4) Die hysterische Art eines Kollegen erfüllt ihn mit heimlicher Aversion und Missgunst.
Achtsamkeit hilft, die eigenen Emotionen besser kennen zu lernen und damit auch die der anderen, was die Basis für Einfühlsamkeit und Empathie ist.

5) In der Kaffeepause zieht er sich allein zurück, um zu entspannen, aber in seinem Kopf schwirren die Gedankenfetzen chaotisch herum und lassen keine Erholung zu.
Achtsamkeit ermöglicht, die Aufmerksamkeit zu steuern und kann somit tiefe Entspannung und echte Erholung schenken.

6) Nach der Pause erdrückt ihn der Gedanke an sein Arbeitspensum. Schweißausbrüche und gehetzte, angespannte Bewegungen zeigen allen: er ist im Stress.
Achtsamkeit öffnet das Gewahrsein für die Signale des Körpers und gibt so die Möglichkeit, auch in belastenden Momenten eine ruhige und entspannte Haltung einzunehmen. Dann lässt sich leichter unterscheiden zwischen wirklich dringenden und weniger eilenden Tätigkeiten.

7) Inzwischen hat ihn auch die vertraute Versagensangst fest im Griff und quält ihn mit dem Gefühl, nicht gut genug zu sein.
Achtsamkeit macht eigene Gedankenstrukturen und wiederkehrende Bewertungsmuster transparent. An ihre Stelle treten eine realistischere Einschätzung und eine wohlwollendere Haltung sich selbst gegenüber.

8) Ein überraschender Anruf eines Freundes konfrontiert ihn mit dessen Leiden. Er kann sich kaum auf dessen Sorgen einstellen und liest gleichzeitig ein paar E-Mails.
Achtsamkeit erzeugt Wachheit und Präsenz im Umgang mit anderen Menschen.

9) Inzwischen wird ihm klar, dass er sich bald entscheiden muss, ob er zu seiner Freundin ziehen will. Aber die widerstreitenden Motive in seinem Gehirn verwirren und lähmen ihn.
Achtsamkeit hilft, die eigenen Gefühle genauer zu erkennen und sich somit Rechenschaft über die eigenen Motive zu geben. Damit können Entscheidungen auf einer klaren Basis getroffen werden.

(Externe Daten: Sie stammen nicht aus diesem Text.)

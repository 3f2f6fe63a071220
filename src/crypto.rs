//! Secret encryption for the GitHub Actions secrets API
//!
//! GitHub only accepts secret values encrypted with the repository's public key
//! using a libsodium sealed box (X25519 + XSalsa20-Poly1305, anonymous sender).

use anyhow::{anyhow, Context, Result};
use base64::{engine::general_purpose::STANDARD, Engine as _};
use crypto_box::{aead::OsRng, PublicKey, KEY_SIZE};

/// Seal `value` for the holder of `public_key` (base64) and return the
/// base64-encoded ciphertext expected by the API.
pub fn encrypt_secret(public_key: &str, value: &str) -> Result<String> {
    let public_key = decode_public_key(public_key)?;

    let sealed = public_key
        .seal(&mut OsRng, value.as_bytes())
        .map_err(|_| anyhow!("Failed to seal secret value"))?;

    Ok(STANDARD.encode(sealed))
}

fn decode_public_key(public_key: &str) -> Result<PublicKey> {
    let bytes = STANDARD
        .decode(public_key.trim())
        .context("Repository public key is not valid base64")?;

    let bytes: [u8; KEY_SIZE] = bytes.as_slice().try_into().map_err(|_| {
        anyhow!(
            "Repository public key has {} bytes, expected {}",
            bytes.len(),
            KEY_SIZE
        )
    })?;

    Ok(PublicKey::from(bytes))
}
use anyhow::{Context, Result};
use clap::{Parser, Subcommand};
use std::path::PathBuf;
use tracing::{debug, info};
use tracing_subscriber::{fmt, prelude::*, EnvFilter};

use github_repo_sync::{GitHubClient, ProcessEnv, SyncConfig, SyncEngine};

#[derive(Parser)]
#[command(name = "github-repo-sync")]
#[command(about = "Sync GitHub repo settings, secrets, and rulesets from a config file")]
#[command(version)]
struct Cli {
    #[command(subcommand)]
    command: Commands,

    /// Verbose logging
    #[arg(short, long, global = true)]
    verbose: bool,
}

#[derive(Subcommand)]
enum Commands {
    /// Sync secrets, settings and rulesets to every configured repository
    Sync {
        /// Config file path
        #[arg(short, long)]
        config: Option<String>,

        /// Show what would change without making any changes
        #[arg(short, long)]
        dry_run: bool,

        /// Sync only this repository
        #[arg(short, long)]
        repo: Option<String>,
    },

    /// List repositories that would be synced
    List {
        /// Config file path
        #[arg(short, long)]
        config: Option<String>,
    },
}

#[tokio::main]
async fn main() -> Result<()> {
    load_dotenv()?;

    let cli = Cli::parse();

    init_logging(cli.verbose)?;
    debug!("Starting github-repo-sync v{}", env!("CARGO_PKG_VERSION"));

    match cli.command {
        Commands::Sync {
            config,
            dry_run,
            repo,
        } => cmd_sync(config, dry_run, repo).await,
        Commands::List { config } => cmd_list(config),
    }
}

/// Load `.env` from the working directory only, never from a parent directory.
///
/// Existing environment variables win over `.env` entries.
fn load_dotenv() -> Result<()> {
    match dotenvy::from_path(".env") {
        Ok(()) => Ok(()),
        Err(e) if e.not_found() => Ok(()),
        Err(e) => Err(e).context("Failed to load .env"),
    }
}

/// Initialize logging based on verbosity level
fn init_logging(verbose: bool) -> Result<()> {
    let filter = if verbose {
        EnvFilter::try_from_default_env().unwrap_or_else(|_| EnvFilter::new("debug"))
    } else {
        EnvFilter::try_from_default_env().unwrap_or_else(|_| EnvFilter::new("warn"))
    };

    tracing_subscriber::registry()
        .with(fmt::layer().with_writer(std::io::stderr))
        .with(filter)
        .init();

    Ok(())
}

/// Load configuration from the given path or `config.json` in the working directory
fn load_config(config_path: Option<String>) -> Result<SyncConfig> {
    let path = match config_path {
        Some(path) => PathBuf::from(shellexpand::full(&path)?.as_ref()),
        None => SyncConfig::default_config_path(),
    };

    debug!("Loading configuration from {}", path.display());
    SyncConfig::load(&path)
}

/// Reconcile every configured repository
async fn cmd_sync(config_path: Option<String>, dry_run: bool, repo: Option<String>) -> Result<()> {
    let config = load_config(config_path)?
        .with_repo_filter(repo)
        .with_dry_run(dry_run);

    let client = GitHubClient::from_env()?;
    let engine = SyncEngine::new(client, ProcessEnv);

    let summary = engine.sync_repos(&config).await;

    // Per-repository failures were already reported; they do not fail the run
    info!(
        "{} of {} repositories synced in {:.2}s",
        summary.successful(),
        summary.total_repositories(),
        summary.duration.as_secs_f64()
    );

    Ok(())
}

/// Print the repositories a sync would touch
fn cmd_list(config_path: Option<String>) -> Result<()> {
    let config = load_config(config_path)?;

    println!("Repos to sync:");
    for name in config.full_names() {
        println!("  - {}", name);
    }

    Ok(())
}
// In crates/execution/src/paper.rs

use crate::{BrokerError, OrderAck, OrderGateway, Result};
use app_config::types::PaperSettings;
use async_trait::async_trait;
use core_types::{ClientOrderId, Order, OrderId, OrderType, Side, Symbol};
use num_traits::FromPrimitive;
use rust_decimal::Decimal;
use std::collections::HashMap;
use std::sync::atomic::{AtomicU64, Ordering};
use std::sync::Mutex;

/// A fill recorded by the paper venue.
#[derive(Debug, Clone, PartialEq)]
pub struct PaperFill {
    pub order_id: OrderId,
    pub client_order_id: ClientOrderId,
    pub symbol: Symbol,
    pub side: Side,
    pub quantity: u64,
    pub price: Decimal,
    pub stop_loss: Option<Decimal>,
    pub take_profit: Option<Decimal>,
}

fn key(symbol: &Symbol) -> Symbol {
    Symbol(symbol.0.to_uppercase())
}

#[derive(Debug, Default)]
struct Book {
    quotes: HashMap<Symbol, Decimal>,
    fills: Vec<PaperFill>,
    by_client_id: HashMap<ClientOrderId, OrderId>,
}

/// An in-process venue that fills every order immediately at its quote.
///
/// Quotes come from configuration and can be moved with [`PaperGateway::set_quote`].
/// Protective legs are accepted natively, so a paper fill is always protected.
#[derive(Debug, Default)]
pub struct PaperGateway {
    book: Mutex<Book>,
    next_id: AtomicU64,
}

impl PaperGateway {
    pub fn new() -> Self {
        Self::default()
    }

    pub fn from_settings(settings: &PaperSettings) -> Self {
        let gateway = Self::new();
        for (symbol, price) in &settings.quotes {
            match Decimal::from_f64(*price) {
                Some(price) => gateway.set_quote(Symbol::from(symbol.as_str()), price),
                None => tracing::warn!(%symbol, price, "Ignoring unrepresentable paper quote."),
            }
        }
        gateway
    }

    fn book(&self) -> std::sync::MutexGuard<'_, Book> {
        // A poisoned book only means another thread panicked mid-update; the data is still usable.
        self.book.lock().unwrap_or_else(|poisoned| poisoned.into_inner())
    }

    pub fn set_quote(&self, symbol: Symbol, price: Decimal) {
        self.book().quotes.insert(key(&symbol), price);
    }

    /// Every fill so far, oldest first.
    pub fn fills(&self) -> Vec<PaperFill> {
        self.book().fills.clone()
    }

    fn quote(&self, symbol: &Symbol) -> Result<Decimal> {
        self.book()
            .quotes
            .get(&key(symbol))
            .copied()
            .ok_or_else(|| BrokerError::RejectedByVenue {
                reason: format!("no paper quote for {symbol}"),
            })
    }
}

#[async_trait]
impl OrderGateway for PaperGateway {
    fn name(&self) -> &'static str {
        "PaperGateway"
    }

    async fn get_price(&self, symbol: &Symbol) -> Result<Decimal> {
        self.quote(symbol)
    }

    async fn place_order(&self, order: &Order) -> Result<OrderAck> {
        if order.quantity == 0 {
            return Err(BrokerError::InvalidParameters {
                reason: "quantity must be positive".to_string(),
            });
        }
        let price = match order.order_type {
            OrderType::Market => self.quote(&order.symbol)?,
            OrderType::Limit => order.limit_price.ok_or_else(|| BrokerError::InvalidParameters {
                reason: "limit order without a limit price".to_string(),
            })?,
        };

        let mut book = self.book();
        if book.by_client_id.contains_key(&order.client_order_id) {
            return Err(BrokerError::RejectedByVenue {
                reason: format!("duplicate client order id {}", order.client_order_id),
            });
        }
        let order_id = OrderId(format!("paper-{}", self.next_id.fetch_add(1, Ordering::Relaxed) + 1));
        book.by_client_id.insert(order.client_order_id.clone(), order_id.clone());
        book.fills.push(PaperFill {
            order_id: order_id.clone(),
            client_order_id: order.client_order_id.clone(),
            symbol: order.symbol.clone(),
            side: order.side,
            quantity: order.quantity,
            price,
            stop_loss: order.stop_loss,
            take_profit: order.take_profit,
        });
        tracing::info!(symbol = %order.symbol, %order_id, %price, quantity = order.quantity, "Paper fill.");
        Ok(OrderAck::new(order_id))
    }

    async fn order_status(
        &self,
        _symbol: &Symbol,
        client_order_id: &ClientOrderId,
    ) -> Result<Option<OrderId>> {
        Ok(self.book().by_client_id.get(client_order_id).cloned())
    }
}

#[cfg(test)]
mod tests {
    use super::*;
    use rust_decimal_macros::dec;

    fn gateway() -> PaperGateway {
        let mut quotes = HashMap::new();
        quotes.insert("aapl".to_string(), 50.0);
        PaperGateway::from_settings(&PaperSettings { quotes })
    }

    #[tokio::test]
    async fn fills_market_orders_at_the_quote() {
        let gateway = gateway();
        assert_eq!(gateway.get_price(&Symbol::from("AAPL")).await.unwrap(), dec!(50));

        let order = Order::market(Symbol::from("AAPL"), Side::Buy, 10, Some(dec!(48)), None);
        let ack = gateway.place_order(&order).await.unwrap();
        assert_eq!(ack.order_id, OrderId("paper-1".into()));
        assert!(ack.is_protected());

        let fills = gateway.fills();
        assert_eq!(fills.len(), 1);
        assert_eq!(fills[0].price, dec!(50));
        assert_eq!(fills[0].stop_loss, Some(dec!(48)));
    }

    #[tokio::test]
    async fn unknown_symbol_is_rejected() {
        let gateway = gateway();
        let order = Order::market(Symbol::from("MSFT"), Side::Buy, 1, None, None);
        let err = gateway.place_order(&order).await.unwrap_err();
        assert!(matches!(err, BrokerError::RejectedByVenue { .. }));
        assert!(gateway.fills().is_empty());
    }

    #[tokio::test]
    async fn duplicate_client_order_id_is_not_filled_twice() {
        let gateway = gateway();
        let order = Order::market(Symbol::from("AAPL"), Side::Sell, 5, None, None);
        gateway.place_order(&order).await.unwrap();
        assert!(gateway.place_order(&order).await.is_err());
        assert_eq!(gateway.fills().len(), 1);

        let found = gateway
            .order_status(&order.symbol, &order.client_order_id)
            .await
            .unwrap();
        assert_eq!(found, Some(OrderId("paper-1".into())));
    }
}
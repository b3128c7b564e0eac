// In crates/execution/src/binance.rs

use crate::{BrokerError, OrderAck, OrderGateway, Result};
use api_client::types::BinanceOrderParams;
use api_client::BinanceClient;
use async_trait::async_trait;
use core_types::{ClientOrderId, Order, OrderId, OrderType, Side, Symbol};
use rust_decimal::Decimal;

/// A gateway that routes orders to Binance USD-M futures.
///
/// Protective legs are separate `closePosition` orders placed after the
/// entry: a `STOP_MARKET` for the stop and a `TAKE_PROFIT_MARKET` for the
/// target. A leg that fails leaves the entry in place and is reported on
/// the returned `OrderAck`.
#[derive(Debug, Clone)]
pub struct BinanceGateway {
    client: BinanceClient,
}

impl BinanceGateway {
    pub fn new(client: BinanceClient) -> Self {
        Self { client }
    }

    fn side(side: Side) -> &'static str {
        match side {
            Side::Buy => "BUY",
            Side::Sell => "SELL",
        }
    }

    pub fn entry_params(order: &Order) -> Result<BinanceOrderParams> {
        let (order_type, price) = match order.order_type {
            OrderType::Market => ("MARKET", None),
            OrderType::Limit => {
                let price = order.limit_price.ok_or_else(|| BrokerError::InvalidParameters {
                    reason: "limit order without a limit price".to_string(),
                })?;
                ("LIMIT", Some(price))
            }
        };
        Ok(BinanceOrderParams {
            symbol: order.symbol.0.to_uppercase(),
            side: Self::side(order.side),
            order_type,
            quantity: Some(order.quantity),
            price,
            stop_price: None,
            close_position: false,
            client_order_id: Some(order.client_order_id.0.clone()),
        })
    }

    /// A `closePosition` leg on the opposite side of the entry.
    pub fn leg_params(
        order: &Order,
        order_type: &'static str,
        trigger: Decimal,
        suffix: &str,
    ) -> BinanceOrderParams {
        BinanceOrderParams {
            symbol: order.symbol.0.to_uppercase(),
            side: Self::side(order.side.opposite()),
            order_type,
            quantity: None,
            price: None,
            stop_price: Some(trigger),
            close_position: true,
            client_order_id: Some(format!("{}-{}", order.client_order_id, suffix)),
        }
    }

    fn classify(err: api_client::Error) -> BrokerError {
        match err {
            api_client::Error::ApiError { status, code, msg } => match code {
                -2014 | -2015 | -1022 => BrokerError::AuthFailure { reason: msg },
                -1199..=-1100 => BrokerError::InvalidParameters { reason: msg },
                -1007 => BrokerError::UnknownOutcome { reason: msg },
                _ if status >= 500 => BrokerError::UnknownOutcome {
                    reason: format!("code {code}: {msg}"),
                },
                _ => BrokerError::RejectedByVenue {
                    reason: format!("code {code}: {msg}"),
                },
            },
            other => BrokerError::from(other),
        }
    }
}

#[async_trait]
impl OrderGateway for BinanceGateway {
    fn name(&self) -> &'static str {
        "BinanceGateway"
    }

    async fn get_price(&self, symbol: &Symbol) -> Result<Decimal> {
        self.client
            .ticker_price(&symbol.0.to_uppercase())
            .await
            .map_err(Self::classify)
    }

    async fn place_order(&self, order: &Order) -> Result<OrderAck> {
        let response = self
            .client
            .place_order(&Self::entry_params(order)?)
            .await
            .map_err(Self::classify)?;
        tracing::info!(
            symbol = %order.symbol,
            order_id = response.order_id,
            status = %response.status,
            "Binance entry order placed."
        );
        let mut ack = OrderAck::new(OrderId(response.order_id.to_string()));

        // --- Protective legs ---
        let legs = [
            (order.stop_loss, "STOP_MARKET", "sl"),
            (order.take_profit, "TAKE_PROFIT_MARKET", "tp"),
        ];
        let mut failures = Vec::new();
        for (trigger, order_type, suffix) in legs {
            let Some(trigger) = trigger else { continue };
            let params = Self::leg_params(order, order_type, trigger, suffix);
            match self.client.place_order(&params).await {
                Ok(leg) => ack.protective_legs.push(OrderId(leg.order_id.to_string())),
                Err(e) => {
                    tracing::error!(
                        symbol = %order.symbol,
                        order_id = %ack.order_id,
                        leg = order_type,
                        error = %e,
                        "Protective leg failed after entry was accepted."
                    );
                    failures.push(format!("{order_type} leg failed: {e}"));
                }
            }
        }
        if !failures.is_empty() {
            ack.protection_failure = Some(failures.join("; "));
        }
        Ok(ack)
    }

    async fn order_status(
        &self,
        symbol: &Symbol,
        client_order_id: &ClientOrderId,
    ) -> Result<Option<OrderId>> {
        let found = self
            .client
            .query_order(&symbol.0.to_uppercase(), client_order_id.as_str())
            .await
            .map_err(Self::classify)?;
        Ok(found
            .filter(|o| {
                let dead = matches!(
                    o.status.as_str(),
                    "REJECTED" | "CANCELED" | "EXPIRED" | "EXPIRED_IN_MATCH"
                );
                if dead {
                    tracing::warn!(order_id = o.order_id, status = %o.status, "Venue lists the order but it is not live.");
                }
                !dead
            })
            .map(|o| OrderId(o.order_id.to_string())))
    }
}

10) Bei der Heimfahrt muss er lange auf die Bahn warten. Er verliert sich in Tagträumen und Grübeleien und schaut zwischendurch auf sinnlose Werbesequenzen auf einem Bildschirm.
Achtsamkeit kann das Glück des einfachen Daseins vermitteln. Warten ohne die Lücke füllen zu müssen. Atmen und Staunen.

11) Zu Hause überfällt ihn das Bedürfnis, massenweise Süßigkeiten zu verschlingen.
Achtsamkeit erkennt sofort dieses Bedürfnis und erzeugt eine Zäsur, in der eine echte Entscheidung gefällt werden kann. Sie kann zum Verzicht führen und damit zum Abendteuer, dem Verlangen unerschrocken in die Augen zu sehen. Oder zum genussvollen Schokolade-Essen.

12) Ein Schmerz in der Schulter erfüllt ihn mit Ärger und ihm fällt auf, dass dieser Schmerz schon den ganzen Tag über andauerte, er ihn aber nicht richtig bemerkt hat.
Achtsamkeit verfeinert die Wahrnehmung des Körpers und fördert ein inniges und wohlwollendes Verhältnis zum eigenen Leib.

13) Beim Verfassen eines sehr persönlichen Briefes versagt ihm die Kreativität ihnen Dienst und er sucht vergeblich nach passenden Worten.
Achtsamkeit taucht in die Stille des Geistes ein und öffnet die Wahrnehmung für aus dem Unbewussten aufsteigende Intuition.

14) Abends überkommt ihn ein Gefühl von Sinnlosigkeit und Traurigkeit.
Achtsamkeit führt zu tiefer Einsicht in die Natur der Dinge, ihre Verwobenheit und Vergänglichkeit, aber auch in die Schönheit und Einzigartigkeit des Lebens. Diese Einsicht geht über das rationale Verständnis der Dinge hinaus, greift tief in unseren emotionalen Haushalt ein und verändert grundlegend unsere Einstellung zu unseren Erfahrungen.